### Task directions
All lines of the material below that include the string "must" are to be copied.

### Available data
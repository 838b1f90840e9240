use crate::utils::error::{InsightError, Result};
use url::Url;

pub trait Validate {
    fn validate(&self) -> Result<()>;
}

pub fn validate_url(field_name: &str, url_str: &str) -> Result<()> {
    if url_str.is_empty() {
        return Err(InsightError::InvalidConfigValueError {
            field: field_name.to_string(),
            value: url_str.to_string(),
            reason: "URL cannot be empty".to_string(),
        });
    }

    match Url::parse(url_str) {
        Ok(url) => match url.scheme() {
            "http" | "https" => Ok(()),
            scheme => Err(InsightError::InvalidConfigValueError {
                field: field_name.to_string(),
                value: url_str.to_string(),
                reason: format!("Unsupported URL scheme: {}", scheme),
            }),
        },
        Err(e) => Err(InsightError::InvalidConfigValueError {
            field: field_name.to_string(),
            value: url_str.to_string(),
            reason: format!("Invalid URL format: {}", e),
        }),
    }
}

pub fn validate_path(field_name: &str, path: &str) -> Result<()> {
    if path.is_empty() {
        return Err(InsightError::InvalidConfigValueError {
            field: field_name.to_string(),
            value: path.to_string(),
            reason: "Path cannot be empty".to_string(),
        });
    }

    if path.contains('\0') {
        return Err(InsightError::InvalidConfigValueError {
            field: field_name.to_string(),
            value: path.to_string(),
            reason: "Path contains null bytes".to_string(),
        });
    }

    Ok(())
}

pub fn validate_positive_number(field_name: &str, value: usize, min_value: usize) -> Result<()> {
    if value < min_value {
        return Err(InsightError::InvalidConfigValueError {
            field: field_name.to_string(),
            value: value.to_string(),
            reason: format!("Value must be at least {}", min_value),
        });
    }
    Ok(())
}

pub fn validate_range<T: PartialOrd + std::fmt::Display + Copy>(
    field_name: &str,
    value: T,
    min: T,
    max: T,
) -> Result<()> {
    if value < min || value > max {
        return Err(InsightError::InvalidConfigValueError {
            field: field_name.to_string(),
            value: value.to_string(),
            reason: format!("Value must be between {} and {}", min, max),
        });
    }
    Ok(())
}

/// 社群帳號 handle 只允許字母、數字與 . _ -
pub fn validate_handle(field_name: &str, handle: &str) -> Result<()> {
    if handle.trim().is_empty() {
        return Err(InsightError::InvalidConfigValueError {
            field: field_name.to_string(),
            value: handle.to_string(),
            reason: "Handle cannot be empty".to_string(),
        });
    }

    if handle.len() > 64 {
        return Err(InsightError::InvalidConfigValueError {
            field: field_name.to_string(),
            value: handle.to_string(),
            reason: "Handle longer than 64 characters".to_string(),
        });
    }

    if !handle
        .chars()
        .all(|c| c.is_ascii_alphanumeric() || c == '.' || c == '_' || c == '-')
    {
        return Err(InsightError::InvalidConfigValueError {
            field: field_name.to_string(),
            value: handle.to_string(),
            reason: "Handle may only contain letters, digits, '.', '_' and '-'".to_string(),
        });
    }

    Ok(())
}

pub fn validate_non_empty_string(field_name: &str, value: &str) -> Result<()> {
    if value.trim().is_empty() {
        return Err(InsightError::InvalidConfigValueError {
            field: field_name.to_string(),
            value: value.to_string(),
            reason: "Value cannot be empty or whitespace-only".to_string(),
        });
    }
    Ok(())
}
pub mod frame;
pub mod stats;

### The completed task
            reason: format!("Value must be at least {}", min_value),
            reason: format!("Value must be between {} and {}", min, max),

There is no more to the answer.